◆ EXERCISE
Report each line from the entries in which "title" can be found.
-- EXCERPTED DATA follows --
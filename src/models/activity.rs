//! Activity event model: an append-only log shown in the recent-activity feed.

use chrono::{DateTime, Utc};
use serde::{Deserialize, Serialize};
use sqlx::FromRow;
use uuid::Uuid;

/// An activity log entry. Never updated or deleted by the application.
#[derive(Debug, Clone, Serialize, Deserialize, FromRow)]
#[serde(rename_all = "camelCase")]
pub struct ActivityEvent {
    pub id: Uuid,
    #[serde(rename = "type")]
    pub event_type: String,
    pub title: String,
    pub description: Option<String>,
    /// Server-assigned at append time.
    pub timestamp: DateTime<Utc>,
}

/// Request body for appending an activity event. `type` and `title` are
/// required; presence is checked in the service.
#[derive(Debug, Clone, Default, Deserialize)]
pub struct CreateActivity {
    #[serde(rename = "type")]
    pub event_type: Option<String>,
    pub title: Option<String>,
    pub description: Option<String>,
}

#[cfg(test)]
mod tests {
    use super::*;

    #[test]
    fn event_type_serializes_as_type() {
        let event = ActivityEvent {
            id: Uuid::new_v4(),
            event_type: "task".to_string(),
            title: "Task completed".to_string(),
            description: None,
            timestamp: Utc::now(),
        };
        let json = serde_json::to_value(&event).unwrap();
        assert_eq!(json["type"], "task");
        assert!(json.get("event_type").is_none());
    }

    #[test]
    fn create_activity_accepts_type_key() {
        let body: CreateActivity =
            serde_json::from_str(r#"{"type":"project","title":"Project created"}"#).unwrap();
        assert_eq!(body.event_type.as_deref(), Some("project"));
        assert_eq!(body.title.as_deref(), Some("Project created"));
    }

    #[test]
    fn create_activity_missing_fields_deserialize_as_none() {
        let body: CreateActivity = serde_json::from_str(r#"{"description":"x"}"#).unwrap();
        assert!(body.event_type.is_none());
        assert!(body.title.is_none());
    }
}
-- EXCERPTED DATA concluded --
◆ ANSWER TO THIS TASK
    pub title: String,
/// Request body for appending an activity event. `type` and `title` are
    pub title: Option<String>,
            title: "Task completed".to_string(),
            serde_json::from_str(r#"{"type":"project","title":"Project created"}"#).unwrap();
        assert_eq!(body.title.as_deref(), Some("Project created"));
        assert!(body.title.is_none());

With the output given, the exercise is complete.